Task goal
Scan the records and identify every line in which the string "short" occurs, then return those lines.

[Records from a data collection]
--- --- ---

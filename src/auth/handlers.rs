use axum::{
    extract::{FromRef, State},
    routing::{get, post},
    Json, Router,
};
use tracing::{info, instrument, warn};

use super::dto::{AuthResponse, LoginRequest, RefreshRequest, RegisterRequest, UpdateProfileRequest};
use super::jwt::{AuthUser, JwtKeys};
use super::password::{hash_password, is_valid_email, verify_password};
use crate::error::ApiError;
use crate::state::AppState;
use crate::users::repo::{NewUser, User};

pub fn auth_routes() -> Router<AppState> {
    Router::new()
        .route("/auth/register", post(register))
        .route("/auth/login", post(login))
        .route("/auth/refresh", post(refresh))
}

pub fn profile_routes() -> Router<AppState> {
    Router::new().route("/auth/profile", get(get_profile).put(update_profile))
}

#[instrument(skip(state, payload))]
pub async fn register(
    State(state): State<AppState>,
    Json(mut payload): Json<RegisterRequest>,
) -> Result<Json<AuthResponse>, ApiError> {
    payload.email = payload.email.trim().to_lowercase();
    payload.username = payload.username.trim().to_string();

    if payload.username.is_empty()
        || payload.first_name.trim().is_empty()
        || payload.last_name.trim().is_empty()
    {
        return Err(ApiError::validation("Missing required fields"));
    }
    if !is_valid_email(&payload.email) {
        warn!(email = %payload.email, "invalid email");
        return Err(ApiError::validation("Invalid email"));
    }
    if payload.password.len() < 8 {
        warn!("password too short");
        return Err(ApiError::validation("Password too short"));
    }

    if User::find_by_username(&state.db, &payload.username)
        .await?
        .is_some()
    {
        warn!(username = %payload.username, "username already taken");
        return Err(ApiError::conflict("Username already exists"));
    }

    let hash = hash_password(&payload.password)?;
    let new_user = NewUser {
        username: &payload.username,
        email: &payload.email,
        password_hash: &hash,
        first_name: &payload.first_name,
        last_name: &payload.last_name,
        bio: &payload.bio,
        location: &payload.location,
        availability: &payload.availability,
        is_public: payload.is_public,
        skills_offered: &payload.skills_offered,
        skills_wanted: &payload.skills_wanted,
    };
    let user = match User::create(&state.db, &new_user).await {
        Ok(u) => u,
        // Two concurrent registrations can pass the check above; the unique
        // index decides the winner.
        Err(sqlx::Error::Database(e)) if e.is_unique_violation() => {
            return Err(ApiError::conflict("Username already exists"));
        }
        Err(e) => return Err(e.into()),
    };

    let keys = JwtKeys::from_ref(&state);
    let access_token = keys.sign_access(user.id)?;
    let refresh_token = keys.sign_refresh(user.id)?;

    info!(user_id = %user.id, username = %user.username, "user registered");
    Ok(Json(AuthResponse {
        access_token,
        refresh_token,
        user,
    }))
}

#[instrument(skip(state, payload))]
pub async fn login(
    State(state): State<AppState>,
    Json(payload): Json<LoginRequest>,
) -> Result<Json<AuthResponse>, ApiError> {
    if payload.username.is_empty() || payload.password.is_empty() {
        return Err(ApiError::validation("Username and password required"));
    }

    let user = match User::find_by_username(&state.db, payload.username.trim()).await? {
        Some(u) => u,
        None => {
            warn!(username = %payload.username, "login unknown username");
            return Err(ApiError::unauthorized("Invalid credentials"));
        }
    };

    if !verify_password(&payload.password, &user.password_hash)? {
        warn!(user_id = %user.id, "login invalid password");
        return Err(ApiError::unauthorized("Invalid credentials"));
    }

    let keys = JwtKeys::from_ref(&state);
    let access_token = keys.sign_access(user.id)?;
    let refresh_token = keys.sign_refresh(user.id)?;

    info!(user_id = %user.id, username = %user.username, "user logged in");
    Ok(Json(AuthResponse {
        access_token,
        refresh_token,
        user,
    }))
}

#[instrument(skip(state, payload))]
pub async fn refresh(
    State(state): State<AppState>,
    Json(payload): Json<RefreshRequest>,
) -> Result<Json<AuthResponse>, ApiError> {
    let keys = JwtKeys::from_ref(&state);
    let claims = keys
        .verify_refresh(&payload.refresh_token)
        .map_err(|e| ApiError::unauthorized(e.to_string()))?;

    let user = User::caller(&state.db, claims.sub).await?;

    let access_token = keys.sign_access(user.id)?;
    let refresh_token = keys.sign_refresh(user.id)?;
    Ok(Json(AuthResponse {
        access_token,
        refresh_token,
        user,
    }))
}

#[instrument(skip(state))]
pub async fn get_profile(
    State(state): State<AppState>,
    AuthUser(user_id): AuthUser,
) -> Result<Json<User>, ApiError> {
    let user = User::caller(&state.db, user_id).await?;
    Ok(Json(user))
}

#[instrument(skip(state, payload))]
pub async fn update_profile(
    State(state): State<AppState>,
    AuthUser(user_id): AuthUser,
    Json(payload): Json<UpdateProfileRequest>,
) -> Result<Json<User>, ApiError> {
    let user = User::update_profile(&state.db, user_id, &payload)
        .await?
        .ok_or_else(|| ApiError::unauthorized("Unknown user"))?;
    info!(user_id = %user.id, "profile updated");
    Ok(Json(user))
}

--- --- ---

Output for this exercise
        warn!("password too short");
        return Err(ApiError::validation("Password too short"));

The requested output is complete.